Play a better game within Homefront: The Revolution


Playable TimeSplitters 2 Easter egg

Sure, Homefront: The Revolution doesn’t seem like it’s any good. I don’t have anything to complete that compliment sandwich with. It’s a bullshit term, anyways. Since when do you order sandwiches solely by bread? Or when are either pieces of bread different? Are you supposed to repeat the same bit of praise twice? Yeah, can I get a mortadella with sourdough on top and Dutch crunch on the bottom?
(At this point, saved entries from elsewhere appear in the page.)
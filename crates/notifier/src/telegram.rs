//! Telegram Bot API notifier.
//!
//! Delivers alerts via `POST {api}/bot{token}/sendMessage` with legacy
//! Markdown formatting. The bot token is part of the URL, so it is stripped
//! from transport errors and never logged.

use serde::Deserialize;

use sentinel_common::config::AppConfig;
use sentinel_common::error::NotifyError;
use sentinel_common::types::Channel;
use sentinel_engine::Notifier;

use crate::message::format_alert;

/// Subset of the Bot API response envelope.
#[derive(Debug, Deserialize)]
struct TelegramResponse {
    ok: bool,
    #[serde(default)]
    description: Option<String>,
}

/// Sends alerts to one Telegram chat.
pub struct TelegramNotifier {
    api_base: String,
    bot_token: String,
    chat_id: String,
    client: reqwest::Client,
}

impl std::fmt::Debug for TelegramNotifier {
    fn fmt(&self, f: &mut std::fmt::Formatter<'_>) -> std::fmt::Result {
        f.debug_struct("TelegramNotifier")
            .field("api_base", &self.api_base)
            .field("chat_id", &self.chat_id)
            .finish_non_exhaustive()
    }
}

impl TelegramNotifier {
    pub fn new(
        client: reqwest::Client,
        api_base: impl Into<String>,
        bot_token: impl Into<String>,
        chat_id: impl Into<String>,
    ) -> Self {
        Self {
            api_base: api_base.into().trim_end_matches('/').to_string(),
            bot_token: bot_token.into(),
            chat_id: chat_id.into(),
            client,
        }
    }

    pub fn from_config(client: reqwest::Client, config: &AppConfig) -> Self {
        Self::new(
            client,
            config.telegram_api_url.clone(),
            config.telegram_bot_token.clone(),
            config.telegram_chat_id.clone(),
        )
    }

    fn send_message_url(&self) -> String {
        format!("{}/bot{}/sendMessage", self.api_base, self.bot_token)
    }
}

#[async_trait::async_trait]
impl Notifier for TelegramNotifier {
    async fn notify(&self, channel: &Channel) -> Result<(), NotifyError> {
        let body = serde_json::json!({
            "chat_id": self.chat_id,
            "text": format_alert(channel),
            "parse_mode": "Markdown",
        });

        tracing::debug!(chat_id = %self.chat_id, "Sending Telegram notification");

        let response = self
            .client
            .post(self.send_message_url())
            .json(&body)
            .send()
            .await
            .map_err(|e| NotifyError::Http(e.without_url()))?;

        let status = response.status();
        let text = response
            .text()
            .await
            .map_err(|e| NotifyError::Http(e.without_url()))?;

        let parsed = serde_json::from_str::<TelegramResponse>(&text).ok();
        if status.is_success() && parsed.as_ref().is_some_and(|r| r.ok) {
            tracing::info!(chat_id = %self.chat_id, "Telegram notification sent");
            return Ok(());
        }

        tracing::error!(
            chat_id = %self.chat_id,
            status = status.as_u16(),
            body = %text,
            "Telegram rejected notification"
        );

        let description = parsed
            .and_then(|r| r.description)
            .unwrap_or_else(|| "Unknown Telegram API error".to_string());

        Err(NotifyError::Api {
            status: status.as_u16(),
            description,
        })
    }

    fn channel_name(&self) -> &str {
        "telegram"
    }
}
//! Redis dedup backend round trip.
//!
//! Requires a running Redis and the `REDIS_URL` environment variable. Run with:
//!
//! ```bash
//! REDIS_URL="redis://localhost:6379" cargo test -p sentinel-engine --test redis -- --ignored --nocapture
//! ```

use redis::AsyncCommands;

use sentinel_common::redis_pool::create_redis_pool;
use sentinel_common::types::ChannelId;
use sentinel_engine::{DedupStore, RedisDedupStore};

#[tokio::test]
#[ignore] // Requires REDIS_URL, run explicitly with --ignored
async fn test_redis_store_round_trip() {
    let url = std::env::var("REDIS_URL").expect("REDIS_URL must be set");
    let mut redis = create_redis_pool(&url).await.unwrap();
    let key = format!("sentinel:test:{}", uuid::Uuid::new_v4());

    let store = RedisDedupStore::new(redis.clone(), key.clone());
    let mut set = store.load().await;
    assert!(set.is_empty());

    let id = ChannelId::new("drops").unwrap();
    store.add_and_persist(&mut set, &id).await.unwrap();
    store.add_and_persist(&mut set, &id).await.unwrap();

    let reloaded = store.load().await;
    assert_eq!(reloaded.len(), 1);
    assert!(reloaded.has("drops"));

    redis.del::<_, ()>(&key).await.unwrap();
}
Actually, forget the mortadella, put some ciabatta in the middle, since the middle part’s supposed to be the bad part. Just give me three pieces of bread stacked on one another because I can’t deal with shit like a normal person and misunderstand how sandwiches work. Fuck ciabatta bread and fuck your compliment sandwich. It is structurally unsound and hardly even a sandwich.

Ok, so our old pal Jim Sterling gave Homefront: The Revolution a 1/10 and all the other reviews I’ve seen aren’t that much higher? Well, at least there are some Easter eggs that have not gone rancid.

See, look. At least they hid two levels of a good game in the bad game! Yep, you can play a couple full TimeSplitters 2 level within Homefront: The Revolution. Too bad Crytek won’t make another TimeSplitters.